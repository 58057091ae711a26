//! SQLite-backed state store.
//!
//! Handles connection, migrations, and timestamp helpers. Per-entity reads and
//! writes live in the sibling modules.

use anyhow::Result;
use chrono::{DateTime, Utc};
use sqlx::sqlite::SqlitePoolOptions;
use sqlx::{Pool, Sqlite};
use std::path::{Path, PathBuf};

/// Percent-encode a path for use in a sqlite:// URI so spaces and special chars don't break parsing.
fn path_to_sqlite_uri(path: &Path) -> String {
    let s = path.to_string_lossy();
    let mut out = String::with_capacity(s.len());
    for c in s.chars() {
        match c {
            '%' => out.push_str("%25"),
            ' ' => out.push_str("%20"),
            '#' => out.push_str("%23"),
            '?' => out.push_str("%3F"),
            '&' => out.push_str("%26"),
            c => out.push(c),
        }
    }
    format!("sqlite://{}", out)
}

/// Handle to the persisted scheduler state.
///
/// The database file is stored under the XDG state directory:
/// `~/.local/state/tierwatch/state.db`.
#[derive(Clone)]
pub struct StateStore {
    pub(crate) pool: Pool<Sqlite>,
}

const SCHEMA: &[&str] = &[
    r#"
    CREATE TABLE IF NOT EXISTS items (
        instance TEXT NOT NULL,
        media_type TEXT NOT NULL,
        external_id INTEGER NOT NULL,
        title TEXT NOT NULL,
        released_at INTEGER,
        group_id INTEGER,
        search_kind TEXT NOT NULL,
        first_seen_at INTEGER NOT NULL,
        last_searched_at INTEGER,
        attempt_count INTEGER NOT NULL DEFAULT 0,
        streak_started_at INTEGER,
        PRIMARY KEY (instance, media_type, external_id)
    );
    "#,
    r#"
    CREATE TABLE IF NOT EXISTS escalations (
        item_key TEXT PRIMARY KEY,
        escalation_json TEXT NOT NULL
    );
    "#,
    r#"
    CREATE TABLE IF NOT EXISTS interventions (
        id TEXT PRIMARY KEY,
        category TEXT NOT NULL,
        subject_json TEXT NOT NULL,
        title TEXT NOT NULL,
        created_at INTEGER NOT NULL,
        tier TEXT,
        attempt_count INTEGER NOT NULL DEFAULT 0,
        since INTEGER,
        detail TEXT NOT NULL,
        decision TEXT NOT NULL,
        decided_at INTEGER
    );
    "#,
    r#"
    CREATE TABLE IF NOT EXISTS queue_issues (
        instance TEXT NOT NULL,
        download_id TEXT NOT NULL,
        title TEXT NOT NULL,
        item_key TEXT,
        kind TEXT NOT NULL,
        messages_json TEXT NOT NULL,
        first_seen INTEGER NOT NULL,
        detected_at INTEGER NOT NULL,
        deadline INTEGER,
        state TEXT NOT NULL,
        PRIMARY KEY (instance, download_id)
    );
    "#,
    r#"
    CREATE TABLE IF NOT EXISTS search_history (
        id INTEGER PRIMARY KEY AUTOINCREMENT,
        at INTEGER NOT NULL,
        item_key TEXT NOT NULL,
        title TEXT NOT NULL,
        group_id INTEGER,
        kind TEXT NOT NULL,
        tier TEXT NOT NULL,
        outcome TEXT NOT NULL,
        error TEXT
    );
    "#,
    r#"
    CREATE TABLE IF NOT EXISTS finds (
        id INTEGER PRIMARY KEY AUTOINCREMENT,
        item_key TEXT NOT NULL,
        title TEXT NOT NULL,
        kind TEXT NOT NULL,
        tier TEXT NOT NULL,
        searched_at INTEGER NOT NULL,
        found_at INTEGER NOT NULL,
        attempts INTEGER NOT NULL
    );
    "#,
    r#"
    CREATE TABLE IF NOT EXISTS rate_budget (
        id INTEGER PRIMARY KEY CHECK (id = 1),
        day TEXT NOT NULL,
        used INTEGER NOT NULL
    );
    "#,
];

impl StateStore {
    /// Default database path under the XDG state directory.
    pub fn default_path() -> Result<PathBuf> {
        let xdg_dirs = xdg::BaseDirectories::with_prefix("tierwatch")?;
        Ok(xdg_dirs.get_state_home().join("state.db"))
    }

    /// Open (or create) the default state database and run migrations.
    pub async fn open_default() -> Result<Self> {
        Self::open_at(Self::default_path()?).await
    }

    /// Open (or create) the database at a specific path. Creates parent dirs if needed.
    pub async fn open_at(path: impl AsRef<Path>) -> Result<Self> {
        let path = path.as_ref();
        if let Some(parent) = path.parent() {
            tokio::fs::create_dir_all(parent).await?;
        }
        let uri = path_to_sqlite_uri(path) + "?mode=rwc";
        let pool = SqlitePoolOptions::new()
            .max_connections(8)
            .connect(&uri)
            .await?;
        let store = StateStore { pool };
        store.migrate().await?;
        Ok(store)
    }

    /// In-memory database (no disk I/O). Single connection so every query sees
    /// the same database.
    pub async fn open_in_memory() -> Result<Self> {
        let pool = SqlitePoolOptions::new()
            .max_connections(1)
            .idle_timeout(None)
            .max_lifetime(None)
            .connect("sqlite::memory:")
            .await?;
        let store = StateStore { pool };
        store.migrate().await?;
        Ok(store)
    }

    /// Close every connection; later queries fail. Waits for in-progress writes.
    pub async fn close(&self) {
        self.pool.close().await;
    }

    async fn migrate(&self) -> Result<()> {
        for stmt in SCHEMA {
            sqlx::query(stmt).execute(&self.pool).await?;
        }
        Ok(())
    }
}

/// Timestamp to Unix milliseconds (DB representation). Cooldown and grace
/// boundaries are compared after reload, so sub-second precision is kept.
pub(crate) fn to_ts(t: DateTime<Utc>) -> i64 {
    t.timestamp_millis()
}

pub(crate) fn from_ts(millis: i64) -> DateTime<Utc> {
    DateTime::from_timestamp_millis(millis).unwrap_or_default()
}

pub(crate) fn opt_from_ts(millis: Option<i64>) -> Option<DateTime<Utc>> {
    millis.map(from_ts)
}

#[cfg(test)]
mod tests {
    use super::*;

    #[test]
    fn timestamps_keep_milliseconds() {
        let t = DateTime::from_timestamp_millis(1_785_576_600_750).unwrap();
        assert_eq!(to_ts(t), 1_785_576_600_750);
        assert_eq!(from_ts(to_ts(t)), t);
        assert_eq!(opt_from_ts(None), None);
    }

    #[test]
    fn sqlite_uri_escapes_special_chars() {
        let uri = path_to_sqlite_uri(Path::new("/tmp/my state#1/db?.sqlite"));
        assert_eq!(uri, "sqlite:///tmp/my%20state%231/db%3F.sqlite");
    }
}
use std::collections::HashMap;

use serde_json::Value;
use tracing::{debug, warn};

use sellerreport_report::{CostTable, Table, View, as_number, number};
use sellerreport_shared::{RawRow, ReportError, Result};

const SALE: &str = "Продажа";
const RETURN: &str = "Возврат";
const LOGISTICS: &str = "Логистика";

/// Columns rolled up into the `sum` sheet when present.
const SUM_COLUMNS: [&str; 7] = [
    "n_sold", "sold", "n_refund", "refund", "delivery", "price", "income",
];

/// Per-item conditional sums over a set of events.
#[derive(Debug, Default, Clone, Copy)]
struct ItemTotals {
    n_sold: f64,
    sold: f64,
    n_refund: f64,
    refund: f64,
    delivery: f64,
}

impl ItemTotals {
    fn add(&mut self, event: &RawRow) {
        let field = |name: &str| event.get(name).and_then(as_number).unwrap_or(0.0);
        match event.get("supplier_oper_name").and_then(Value::as_str) {
            Some(SALE) => {
                self.n_sold += field("quantity");
                self.sold += field("supplier_reward");
            }
            Some(RETURN) => {
                self.n_refund += field("quantity");
                self.refund += field("supplier_reward");
            }
            Some(LOGISTICS) => self.delivery += field("delivery_rub"),
            _ => {}
        }
    }
}

/// `sum`, `total`, then one `report_<id>` per sub-report in first-seen order.
pub(super) fn build_views(rows: &[RawRow], costs: Option<&CostTable>) -> Result<Vec<View>> {
    let (uniques, events) = unpack(rows, costs)?;
    let with_cost = costs.is_some();

    let total = full_frame("total", &uniques, events.iter(), with_cost);
    let sum = total.column_totals("sum", &SUM_COLUMNS);
    let mut views = vec![View::Series(sum), View::Frame(total)];

    let mut report_ids: Vec<&Value> = Vec::new();
    for event in &events {
        if let Some(rid) = event.get("realizationreport_id") {
            if !report_ids.contains(&rid) {
                report_ids.push(rid);
            }
        }
    }
    for rid in report_ids {
        let subset = events
            .iter()
            .filter(|e| e.get("realizationreport_id") == Some(rid));
        let name = match rid {
            Value::String(s) => format!("report_{s}"),
            other => format!("report_{other}"),
        };
        views.push(View::Frame(full_frame(name, &uniques, subset, with_cost)));
    }

    debug!(views = views.len(), items = uniques.len(), events = events.len(), "views built");
    Ok(views)
}

/// Split rows into per-item fields (joined with cost) and flat events.
fn unpack(rows: &[RawRow], costs: Option<&CostTable>) -> Result<(Vec<RawRow>, Vec<RawRow>)> {
    let mut uniques = Vec::with_capacity(rows.len());
    let mut events = Vec::new();

    for row in rows {
        let mut item: RawRow = row
            .iter()
            .filter(|(key, _)| key.as_str() != "reports")
            .map(|(k, v)| (k.clone(), v.clone()))
            .collect();

        match row.get("reports") {
            None | Some(Value::Null) => {}
            Some(Value::Array(reports)) => {
                for report in reports {
                    let Value::Object(report) = report else {
                        return Err(ReportError::parse("report entry is not an object"));
                    };
                    let mut event = item.clone();
                    event.extend(report.iter().map(|(k, v)| (k.clone(), v.clone())));
                    events.push(event);
                }
            }
            Some(_) => return Err(ReportError::parse("row 'reports' is not a list")),
        }

        if let Some(costs) = costs {
            let cost = item.get("nm_id").and_then(|id| costs.get(id));
            if cost.is_none() {
                let nm_id = item.get("nm_id").unwrap_or(&Value::Null);
                warn!(%nm_id, "no cost for item");
            }
            item.insert("cost".into(), cost.map(number).unwrap_or(Value::Null));
        }
        uniques.push(item);
    }
    Ok((uniques, events))
}

/// Item fields inner-joined with the sums over `events`, in `uniques` order.
fn full_frame<'a>(
    name: impl Into<String>,
    uniques: &[RawRow],
    events: impl Iterator<Item = &'a RawRow>,
    with_cost: bool,
) -> Table {
    let mut totals: HashMap<String, ItemTotals> = HashMap::new();
    for event in events {
        let key = event.get("nm_id").unwrap_or(&Value::Null).to_string();
        totals.entry(key).or_default().add(event);
    }

    let mut rows: Vec<RawRow> = Vec::new();
    for item in uniques {
        let key = item.get("nm_id").unwrap_or(&Value::Null).to_string();
        let Some(t) = totals.get(&key) else { continue };

        let mut row = item.clone();
        row.insert("n_sold".into(), number(t.n_sold));
        row.insert("sold".into(), number(t.sold));
        row.insert("n_refund".into(), number(t.n_refund));
        row.insert("refund".into(), number(t.refund));
        row.insert("delivery".into(), number(t.delivery));
        if with_cost {
            match item.get("cost").and_then(as_number) {
                Some(cost) => {
                    let price = cost * t.n_sold;
                    row.insert("price".into(), number(price));
                    row.insert("income".into(), number(t.sold - (price + t.refund + t.delivery)));
                }
                None => {
                    row.insert("price".into(), Value::Null);
                    row.insert("income".into(), Value::Null);
                }
            }
        }
        rows.push(row);
    }
    Table::from_rows(name, &rows)
}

######

Find the string "income" in the listing and copy every line in which it occurs.

    "n_sold", "sold", "n_refund", "refund", "delivery", "price", "income",
                    row.insert("income".into(), number(t.sold - (price + t.refund + t.delivery)));
                    row.insert("income".into(), Value::Null);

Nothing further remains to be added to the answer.